What this task involves:
Please find how many lines of the data contain the string "ArchiveQuery", and respond with that number only.
++++ Data to process
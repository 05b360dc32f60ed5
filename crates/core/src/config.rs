use serde::Deserialize;
use std::path::{Path, PathBuf};
use std::time::Duration;

#[derive(Debug, thiserror::Error)]
pub enum ConfigError {
    #[error("configuration file not found at {path}")]
    FileNotFound { path: PathBuf },

    #[error("invalid TOML at line {line}, column {column}: {message}")]
    InvalidToml {
        line: usize,
        column: usize,
        message: String,
    },

    #[error("missing required fields: {fields:?}")]
    MissingRequiredFields { fields: Vec<String> },

    #[error("invalid value for {field}: {message}")]
    InvalidValue { field: String, message: String },

    #[error("I/O error reading configuration: {0}")]
    Io(#[from] std::io::Error),
}

#[derive(Debug, Clone, Deserialize)]
pub struct Config {
    #[serde(default)]
    pub accounts: Vec<AccountConfig>,
    #[serde(default)]
    pub reconnect: ReconnectConfig,
    #[serde(default)]
    pub timeouts: TimeoutConfig,
    #[serde(default)]
    pub transfer: TransferConfig,
    #[serde(default)]
    pub storage: StorageConfig,
    #[serde(default)]
    pub logging: LoggingConfig,
    #[serde(default)]
    pub event_bus: EventBusConfig,
}

/// Per-account identity, credentials and connection policy.
#[derive(Debug, Clone, Deserialize)]
pub struct AccountConfig {
    pub jid: String,
    pub password: String,
    pub resource: Option<String>,
    pub server: Option<String>,
    pub port: Option<u16>,
    #[serde(default = "default_true")]
    pub use_tls: bool,
    #[serde(default)]
    pub accept_invalid_certs: bool,
    #[serde(default = "default_true")]
    pub auto_reconnect: bool,
    /// 0 retries forever.
    #[serde(default = "default_max_reconnect_attempts")]
    pub max_reconnect_attempts: u32,
    #[serde(default)]
    pub auto_join: Vec<String>,
    pub nickname: Option<String>,
}

impl AccountConfig {
    pub fn new(jid: impl Into<String>, password: impl Into<String>) -> Self {
        Self {
            jid: jid.into(),
            password: password.into(),
            resource: None,
            server: None,
            port: None,
            use_tls: true,
            accept_invalid_certs: false,
            auto_reconnect: true,
            max_reconnect_attempts: default_max_reconnect_attempts(),
            auto_join: Vec::new(),
            nickname: None,
        }
    }

    pub fn bare_jid(&self) -> String {
        crate::jid::bare_jid(&self.jid)
    }

    pub fn resource(&self) -> &str {
        self.resource.as_deref().unwrap_or(DEFAULT_RESOURCE)
    }

    /// Room nickname: the configured one, else the local part of the jid.
    pub fn nickname(&self) -> String {
        match &self.nickname {
            Some(nick) => nick.clone(),
            None => crate::jid::local_part(&self.jid)
                .unwrap_or(&self.jid)
                .to_string(),
        }
    }
}

#[derive(Debug, Clone, Deserialize)]
pub struct ReconnectConfig {
    #[serde(default = "default_base_delay_ms")]
    pub base_delay_ms: u64,
    #[serde(default = "default_max_delay_ms")]
    pub max_delay_ms: u64,
    /// Fraction of the computed delay added as uniform random jitter.
    #[serde(default = "default_jitter")]
    pub jitter: f64,
}

impl ReconnectConfig {
    pub fn base_delay(&self) -> Duration {
        Duration::from_millis(self.base_delay_ms)
    }

    pub fn max_delay(&self) -> Duration {
        Duration::from_millis(self.max_delay_ms)
    }
}

impl Default for ReconnectConfig {
    fn default() -> Self {
        Self {
            base_delay_ms: default_base_delay_ms(),
            max_delay_ms: default_max_delay_ms(),
            jitter: default_jitter(),
        }
    }
}

#[derive(Debug, Clone, Deserialize)]
pub struct TimeoutConfig {
    #[serde(default = "default_auth_seconds")]
    pub auth_seconds: u64,
    #[serde(default = "default_roster_fetch_seconds")]
    pub roster_fetch_seconds: u64,
    #[serde(default = "default_transfer_negotiation_seconds")]
    pub transfer_negotiation_seconds: u64,
}

impl TimeoutConfig {
    pub fn auth(&self) -> Duration {
        Duration::from_secs(self.auth_seconds)
    }

    pub fn roster_fetch(&self) -> Duration {
        Duration::from_secs(self.roster_fetch_seconds)
    }

    pub fn transfer_negotiation(&self) -> Duration {
        Duration::from_secs(self.transfer_negotiation_seconds)
    }
}

impl Default for TimeoutConfig {
    fn default() -> Self {
        Self {
            auth_seconds: default_auth_seconds(),
            roster_fetch_seconds: default_roster_fetch_seconds(),
            transfer_negotiation_seconds: default_transfer_negotiation_seconds(),
        }
    }
}

#[derive(Debug, Clone, Deserialize)]
pub struct TransferConfig {
    pub download_dir: Option<String>,
    #[serde(default = "default_max_file_size")]
    pub max_file_size: u64,
    #[serde(default = "default_block_size")]
    pub block_size: u32,
    #[serde(default = "default_progress_interval_ms")]
    pub progress_interval_ms: u64,
}

impl TransferConfig {
    /// Resolve the download directory, expanding `~` and falling back to
    /// the platform download folder.
    pub fn download_dir(&self) -> PathBuf {
        if let Some(dir) = &self.download_dir {
            return expand_home(dir);
        }
        directories::UserDirs::new()
            .and_then(|dirs| dirs.download_dir().map(Path::to_path_buf))
            .unwrap_or_else(|| PathBuf::from("downloads"))
    }

    pub fn progress_interval(&self) -> Duration {
        Duration::from_millis(self.progress_interval_ms)
    }
}

impl Default for TransferConfig {
    fn default() -> Self {
        Self {
            download_dir: None,
            max_file_size: default_max_file_size(),
            block_size: default_block_size(),
            progress_interval_ms: default_progress_interval_ms(),
        }
    }
}

#[derive(Debug, Clone, Default, Deserialize)]
pub struct StorageConfig {
    pub path: Option<String>,
}

impl StorageConfig {
    pub fn database_path(&self) -> PathBuf {
        match &self.path {
            Some(path) => expand_home(path),
            None => match project_dirs() {
                Some(dirs) => dirs.data_dir().join("rookery.db"),
                None => PathBuf::from("rookery.db"),
            },
        }
    }
}

#[derive(Debug, Clone, Deserialize)]
pub struct LoggingConfig {
    #[serde(default = "default_log_level")]
    pub level: String,
}

impl Default for LoggingConfig {
    fn default() -> Self {
        Self {
            level: default_log_level(),
        }
    }
}

#[derive(Debug, Clone, Deserialize)]
pub struct EventBusConfig {
    #[serde(default = "default_channel_capacity")]
    pub channel_capacity: usize,
}

impl Default for EventBusConfig {
    fn default() -> Self {
        Self {
            channel_capacity: default_channel_capacity(),
        }
    }
}

#[derive(Debug, Default, Clone)]
struct ConfigOverrides {
    jid: Option<String>,
    password: Option<String>,
    server: Option<String>,
    log_level: Option<String>,
}

pub const DEFAULT_RESOURCE: &str = "rookery";

fn default_true() -> bool {
    true
}

fn default_max_reconnect_attempts() -> u32 {
    5
}

fn default_base_delay_ms() -> u64 {
    1000
}

fn default_max_delay_ms() -> u64 {
    60_000
}

fn default_jitter() -> f64 {
    0.25
}

fn default_auth_seconds() -> u64 {
    30
}

fn default_roster_fetch_seconds() -> u64 {
    30
}

fn default_transfer_negotiation_seconds() -> u64 {
    60
}

fn default_max_file_size() -> u64 {
    100 * 1024 * 1024
}

fn default_block_size() -> u32 {
    4096
}

fn default_progress_interval_ms() -> u64 {
    250
}

fn default_log_level() -> String {
    "info".to_string()
}

fn default_channel_capacity() -> usize {
    1024
}

pub const VALID_LOG_LEVELS: &[&str] = &["trace", "debug", "info", "warn", "error"];

const DEFAULT_CONFIG_TOML: &str = r#"[[accounts]]
jid = ""
password = ""
# resource = "rookery"
# server = "xmpp.example.com"
# port = 5222
use_tls = true
accept_invalid_certs = false
auto_reconnect = true
max_reconnect_attempts = 5
auto_join = []
# nickname = "me"

[reconnect]
base_delay_ms = 1000
max_delay_ms = 60000
jitter = 0.25

[timeouts]
auth_seconds = 30
roster_fetch_seconds = 30
transfer_negotiation_seconds = 60

[transfer]
# download_dir = "~/Downloads"
max_file_size = 104857600
block_size = 4096
progress_interval_ms = 250

[storage]
# path = "~/.local/share/rookery/rookery.db"

[logging]
level = "info"

[event_bus]
channel_capacity = 1024
"#;

fn project_dirs() -> Option<directories::ProjectDirs> {
    directories::ProjectDirs::from("org", "rookery", "rookery")
}

fn expand_home(path: &str) -> PathBuf {
    if let Some(rest) = path.strip_prefix("~/") {
        if let Some(base) = directories::BaseDirs::new() {
            return base.home_dir().join(rest);
        }
    }
    PathBuf::from(path)
}

/// Return the resolved platform-appropriate configuration file path.
pub fn config_path() -> PathBuf {
    if let Some(proj_dirs) = project_dirs() {
        proj_dirs.config_dir().join("config.toml")
    } else {
        PathBuf::from("config.toml")
    }
}

/// Load configuration from the platform config path, merging environment
/// variable overrides. Returns a validated Config or a descriptive error.
pub fn load_config() -> Result<Config, ConfigError> {
    load_config_from(config_path())
}

/// Load configuration from a specific path. Used by `load_config()` and tests.
pub fn load_config_from(path: PathBuf) -> Result<Config, ConfigError> {
    load_config_from_with_overrides(path, config_overrides_from_env())
}

/// Parse configuration from a TOML string directly.
pub fn load_config_from_str(toml_str: &str) -> Result<Config, ConfigError> {
    load_config_from_str_with_overrides(toml_str, config_overrides_from_env())
}

fn load_config_from_with_overrides(
    path: PathBuf,
    overrides: ConfigOverrides,
) -> Result<Config, ConfigError> {
    let contents = match std::fs::read_to_string(&path) {
        Ok(c) => c,
        Err(e) if e.kind() == std::io::ErrorKind::NotFound => {
            create_default_config(&path)?;
            return Err(ConfigError::MissingRequiredFields {
                fields: vec![
                    "accounts[0].jid".to_string(),
                    "accounts[0].password".to_string(),
                ],
            });
        }
        Err(e) => return Err(ConfigError::Io(e)),
    };

    load_config_from_str_with_overrides(&contents, overrides)
}

fn load_config_from_str_with_overrides(
    toml_str: &str,
    overrides: ConfigOverrides,
) -> Result<Config, ConfigError> {
    let mut config: Config = toml::from_str(toml_str).map_err(|e| {
        let (line, column) = e.span().map_or((0, 0), |span| {
            let before = &toml_str[..span.start];
            let line = before.chars().filter(|&c| c == '\n').count() + 1;
            let column = before
                .rfind('\n')
                .map_or(span.start + 1, |nl| span.start - nl);
            (line, column)
        });
        ConfigError::InvalidToml {
            line,
            column,
            message: e.message().to_string(),
        }
    })?;

    apply_overrides(&mut config, overrides);
    validate(&config)?;

    Ok(config)
}

fn config_overrides_from_env() -> ConfigOverrides {
    ConfigOverrides {
        jid: std::env::var("ROOKERY_JID").ok(),
        password: std::env::var("ROOKERY_PASSWORD").ok(),
        server: std::env::var("ROOKERY_SERVER").ok(),
        log_level: std::env::var("ROOKERY_LOG_LEVEL").ok(),
    }
}

fn apply_overrides(config: &mut Config, overrides: ConfigOverrides) {
    let touches_account =
        overrides.jid.is_some() || overrides.password.is_some() || overrides.server.is_some();
    if touches_account && config.accounts.is_empty() {
        config.accounts.push(AccountConfig::new("", ""));
    }

    if let Some(account) = config.accounts.first_mut() {
        if let Some(jid) = overrides.jid {
            account.jid = jid;
        }
        if let Some(password) = overrides.password {
            account.password = password;
        }
        if let Some(server) = overrides.server {
            account.server = Some(server);
        }
    }
    if let Some(level) = overrides.log_level {
        config.logging.level = level;
    }
}

fn validate(config: &Config) -> Result<(), ConfigError> {
    if config.accounts.is_empty() {
        return Err(ConfigError::MissingRequiredFields {
            fields: vec!["accounts".to_string()],
        });
    }

    let mut missing = Vec::new();
    for (i, account) in config.accounts.iter().enumerate() {
        if account.jid.is_empty() {
            missing.push(format!("accounts[{i}].jid"));
        }
        if account.password.is_empty() {
            missing.push(format!("accounts[{i}].password"));
        }
    }

    if !missing.is_empty() {
        return Err(ConfigError::MissingRequiredFields { fields: missing });
    }

    for (i, account) in config.accounts.iter().enumerate() {
        if !account.jid.contains('@') {
            return Err(ConfigError::InvalidValue {
                field: format!("accounts[{i}].jid"),
                message: "must be of the form user@domain".to_string(),
            });
        }
    }

    if !VALID_LOG_LEVELS.contains(&config.logging.level.as_str()) {
        return Err(ConfigError::InvalidValue {
            field: "logging.level".to_string(),
            message: format!("must be one of: {}", VALID_LOG_LEVELS.join(", ")),
        });
    }

    if !(0.0..=1.0).contains(&config.reconnect.jitter) {
        return Err(ConfigError::InvalidValue {
            field: "reconnect.jitter".to_string(),
            message: "must be between 0 and 1".to_string(),
        });
    }

    if config.transfer.max_file_size == 0 {
        return Err(ConfigError::InvalidValue {
            field: "transfer.max_file_size".to_string(),
            message: "must be greater than 0".to_string(),
        });
    }

    if !(1..=65535).contains(&config.transfer.block_size) {
        return Err(ConfigError::InvalidValue {
            field: "transfer.block_size".to_string(),
            message: "must be between 1 and 65535".to_string(),
        });
    }

    Ok(())
}

fn create_default_config(path: &Path) -> Result<(), ConfigError> {
    if let Some(parent) = path.parent() {
        std::fs::create_dir_all(parent)?;
    }
    std::fs::write(path, DEFAULT_CONFIG_TOML)?;
    Ok(())
}
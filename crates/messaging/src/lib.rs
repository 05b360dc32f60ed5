use std::collections::HashMap;
use std::sync::Arc;

use chrono::{DateTime, Utc};
use tracing::{debug, info, warn};
use uuid::Uuid;
use xmpp_parsers::{
    message::{Message, MessageType as XmppMessageType},
    minidom::Element,
};

use rookery_core::{
    Emitter, EventPayload,
    event::{ChatMessage, MessageType},
    jid::{bare_jid, new_iq_id, new_message_id, same_bare},
};
use rookery_storage::{Database, FromRow, Row, StorageError, parse_timestamp};
use rookery_xmpp::{
    CarbonDirection, OutboundError, ProtocolError, Stanza,
    outbound::{self, NS_MARKERS, NS_RECEIPTS},
    unwrap_carbon,
};

mod archive;

pub use archive::{ArchivedMessage, fin_complete, parse_archive_result};

use archive::{ArchiveQuery, delay_stamp};

#[derive(Debug, thiserror::Error)]
pub enum MessagingError {
    #[error("storage error: {0}")]
    Storage(#[from] StorageError),

    #[error(transparent)]
    Outbound(#[from] OutboundError),

    #[error(transparent)]
    Protocol(#[from] ProtocolError),

    #[error("archive query failed: {0}")]
    ArchiveFailed(String),
}

const COLUMNS: &str =
    "stanza_id, from_jid, to_jid, body, message_type, thread, sent_at, delivered_at, displayed_at";

struct StoredMessage(ChatMessage);

impl FromRow for StoredMessage {
    fn from_row(row: &Row) -> Result<Self, StorageError> {
        let Ok(message_type) = row.text(4, "message_type")?.parse::<MessageType>();
        Ok(StoredMessage(ChatMessage {
            id: row.text(0, "stanza_id")?,
            from: row.text(1, "from_jid")?,
            to: row.text(2, "to_jid")?,
            body: row.text(3, "body")?,
            message_type,
            thread: row.opt_text(5),
            sent_at: row.timestamp(6, "sent_at")?,
            delivered_at: row.opt_timestamp(7)?,
            displayed_at: row.opt_timestamp(8)?,
        }))
    }
}

/// What storing a message did to the table.
#[derive(Debug, Clone, Copy, PartialEq, Eq)]
pub enum Stored {
    Inserted,
    /// The key was already present. The flags say which stamps were set
    /// by this call.
    Merged { delivered: bool, displayed: bool },
}
impl Default for SessionSettings {
    fn default() -> Self {
        Self {
            reconnect: ReconnectConfig::default(),
            timeouts: TimeoutConfig::default(),
            transfer: TransferConfig::default(),
            command_capacity: 64,
        }
    }
}

impl From<&Config> for SessionSettings {
    fn from(config: &Config) -> Self {
        Self {
            reconnect: config.reconnect.clone(),
            timeouts: config.timeouts.clone(),
            transfer: config.transfer.clone(),
            command_capacity: config.event_bus.channel_capacity,
        }
    }
}

/// Requests whose responses the session correlates itself.
#[derive(Debug, Clone, PartialEq, Eq)]
enum Request {
    RosterFetch { deadline: Instant },
    RosterSet { jid: String },
}

/// The running session of one account.
pub struct SessionHandle {
    account: String,
    commands: CommandSender,
    task: JoinHandle<()>,
}

impl SessionHandle {
    pub fn account(&self) -> &str {
        &self.account
    }

    /// A sender for this session's commands. The session stops once every
    /// sender is dropped.
    pub fn commands(&self) -> CommandSender {
        self.commands.clone()
    }

    pub async fn send(&self, command: Command) -> Result<Uuid, EventBusError> {
        self.commands.send(command).await
    }

    /// Drop this handle's sender and wait for the session to finish.
    pub async fn join(self) -> Result<(), tokio::task::JoinError> {
        drop(self.commands);
        self.task.await
    }
}

/// Per-account actor. Owns the connection and every component's in-memory
/// state; inbound stanzas and commands are handled one at a time.
pub struct Session<T, D>
where
    T: XmppTransport,
    D: Database,
{
    account: String,
    auto_join: Vec<String>,
    emitter: Emitter,
    connection: ConnectionManager<T>,
    accounts: AccountStore<D>,
    roster: RosterSync<D>,
    presence: PresenceAggregator<D>,
    messages: MessagePipeline<D>,
    muc: MucManager<D>,
    transfers: TransferManager<D>,
    carbons: CarbonsManager,
    pending: HashMap<String, Request>,
    roster_timeout: std::time::Duration,
    retry_at: Option<Instant>,
    commands: CommandReceiver,
}
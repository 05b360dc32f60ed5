use std::collections::{HashMap, HashSet};
use std::sync::Arc;

use chrono::{DateTime, Utc};
use tracing::{debug, info, warn};
use xmpp_parsers::{
    message::Message,
    muc::user::{Affiliation, MucUser, Role, Status},
    presence::{Presence, Type as PresenceType},
};

use rookery_core::{
    Emitter, EventPayload,
    event::{MucAffiliation, MucOccupant, MucRole, OccupantChange, RoomMessage},
    jid::{bare_jid, new_message_id, resource_part},
};
use rookery_storage::{Database, FromRow, Row, Statement, StorageError};
use rookery_xmpp::{OutboundError, ProtocolError, Stanza, outbound, router::NS_STANZAS};

const NS_OCCUPANT_ID: &str = "urn:xmpp:occupant-id:0";
const NS_DELAY: &str = "urn:xmpp:delay";

#[derive(Debug, thiserror::Error)]
pub enum MucError {
    #[error("storage error: {0}")]
    Storage(#[from] StorageError),

    #[error(transparent)]
    Outbound(#[from] OutboundError),

    #[error(transparent)]
    Protocol(#[from] ProtocolError),

    #[error("room {0} is not joined")]
    UnknownRoom(String),

    #[error("joining {room} failed: {condition}")]
    JoinFailed { room: String, condition: String },
}

/// A stored room.
#[derive(Debug, Clone, PartialEq, Eq)]
pub struct Room {
    pub room: String,
    pub nickname: String,
    pub subject: Option<String>,
    pub auto_join: bool,
    pub joined: bool,
    pub last_joined: Option<DateTime<Utc>>,
}

impl FromRow for Room {
    fn from_row(row: &Row) -> Result<Self, StorageError> {
        Ok(Room {
            room: row.text(0, "room_jid")?,
            nickname: row.text(1, "nickname")?,
            subject: row.opt_text(2),
            auto_join: row.flag(3, "auto_join")?,
            joined: row.flag(4, "joined")?,
            last_joined: row.opt_timestamp(5)?,
        })
    }
}

struct OccupantRow(MucOccupant);

impl FromRow for OccupantRow {
    fn from_row(row: &Row) -> Result<Self, StorageError> {
        let Ok(role) = row.text(4, "role")?.parse::<MucRole>();
        let Ok(affiliation) = row.text(5, "affiliation")?.parse::<MucAffiliation>();
        Ok(OccupantRow(MucOccupant {
            room: row.text(0, "room_jid")?,
            occupant_id: row.text(1, "occupant_id")?,
            nick: row.text(2, "nick")?,
            real_jid: row.opt_text(3),
            role,
            affiliation,
            online: row.flag(6, "online")?,
        }))
    }
}

struct RoomMessageRow(RoomMessage);

impl FromRow for RoomMessageRow {
    fn from_row(row: &Row) -> Result<Self, StorageError> {
        Ok(RoomMessageRow(RoomMessage {
            room: row.text(0, "room_jid")?,
            id: row.opt_text(1),
            sender: row.text(2, "sender")?,
            nick: row.text(3, "nick")?,
            body: row.text(4, "body")?,
            sent_at: row.timestamp(5, "sent_at")?,
        }))
    }
}

fn role(role: &Role) -> MucRole {
    match role {
        Role::Moderator => MucRole::Moderator,
        Role::Participant => MucRole::Participant,
        Role::Visitor => MucRole::Visitor,
        Role::None => MucRole::None,
    }
}

fn affiliation(affiliation: &Affiliation) -> MucAffiliation {
    match affiliation {
        Affiliation::Owner => MucAffiliation::Owner,
        Affiliation::Admin => MucAffiliation::Admin,
        Affiliation::Member => MucAffiliation::Member,
        Affiliation::Outcast => MucAffiliation::Outcast,
        Affiliation::None => MucAffiliation::None,
    }
}

/// The old half of a nick change, waiting for the new nick's presence.
#[derive(Debug, Clone)]
struct ParkedNick {
    occupant_id: String,
    old_nick: String,
}

#[derive(Debug, Clone)]
struct ActiveRoom {
    nick: String,
    joined: bool,
}

/// Room membership, occupants and room messages for one account.
pub struct MucManager<D: Database> {
    db: Arc<D>,
    emitter: Emitter,
    account: String,
    default_nick: String,
    /// Rooms joined or being joined.
    active: HashMap<String, ActiveRoom>,
    /// Keys of `active`, in the shape the stanza router wants.
    routes: HashSet<String>,
    /// Keyed by (room, new nick).
    parked: HashMap<(String, String), ParkedNick>,
}
use chrono::{DateTime, Utc};
use xmpp_parsers::{message::Message, minidom::Element};

use rookery_xmpp::{ProtocolError, carbons::NS_FORWARD, outbound::NS_MAM};

const NS_DELAY: &str = "urn:xmpp:delay";

/// One archived message from a `<result/>` wrapper.
#[derive(Debug, Clone, PartialEq)]
pub struct ArchivedMessage {
    pub query_id: String,
    /// Archive id of the result, used when the message itself has none.
    pub archive_id: Option<String>,
    pub message: Message,
    /// Origin time from the forwarded `<delay/>`.
    pub stamp: DateTime<Utc>,
}

/// An archive query in flight.
#[derive(Debug, Clone, PartialEq, Eq)]
pub(crate) struct ArchiveQuery {
    pub query_id: String,
    pub stored: u64,
}

/// Unwrap an archive result. `Ok(None)` when `message` is not one.
///
/// Results come from our own archive, so any sender other than the server
/// (no `from`) or the account's bare jid is rejected.
pub fn parse_archive_result(
    message: &Message,
    account: &str,
) -> Result<Option<ArchivedMessage>, ProtocolError> {
    let Some(result) = message
        .payloads
        .iter()
        .find(|payload| payload.is("result", NS_MAM))
    else {
        return Ok(None);
    };

    if let Some(from) = message.from.as_ref().map(ToString::to_string) {
        if from != account {
            return Err(ProtocolError::Unexpected(format!(
                "archive result from foreign sender {from:?}"
            )));
        }
    }

    let query_id = result.attr("queryid").unwrap_or_default().to_string();
    let forwarded = result
        .get_child("forwarded", NS_FORWARD)
        .ok_or_else(|| ProtocolError::ParseFailed("archive result without forwarded".into()))?;
    let stamp = delay_stamp(forwarded.children())
        .ok_or_else(|| ProtocolError::ParseFailed("archive result without delay stamp".into()))?;
    let inner = forwarded
        .children()
        .find(|child| child.name() == "message")
        .ok_or_else(|| ProtocolError::ParseFailed("archive result without message".into()))?;
    let message = Message::try_from(inner.clone())
        .map_err(|error| ProtocolError::ParseFailed(format!("invalid archived message: {error}")))?;

    Ok(Some(ArchivedMessage {
        query_id,
        archive_id: result.attr("id").map(String::from),
        message,
        stamp,
    }))
}

/// The `<delay stamp/>` among `elements`, if any.
pub(crate) fn delay_stamp<'a>(mut elements: impl Iterator<Item = &'a Element>) -> Option<DateTime<Utc>> {
    elements
        .find(|element| element.is("delay", NS_DELAY))
        .and_then(|delay| delay.attr("stamp"))
        .and_then(|stamp| DateTime::parse_from_rfc3339(stamp).ok())
        .map(|stamp| stamp.with_timezone(&Utc))
}

/// `complete` flag of the `<fin/>` closing a query. A missing `<fin/>`
/// counts as incomplete.
pub fn fin_complete(payload: Option<&Element>) -> bool {
    payload
        .filter(|fin| fin.is("fin", NS_MAM))
        .and_then(|fin| fin.attr("complete"))
        .is_some_and(|complete| complete == "true" || complete == "1")
}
++++++++
Reply to the task:
2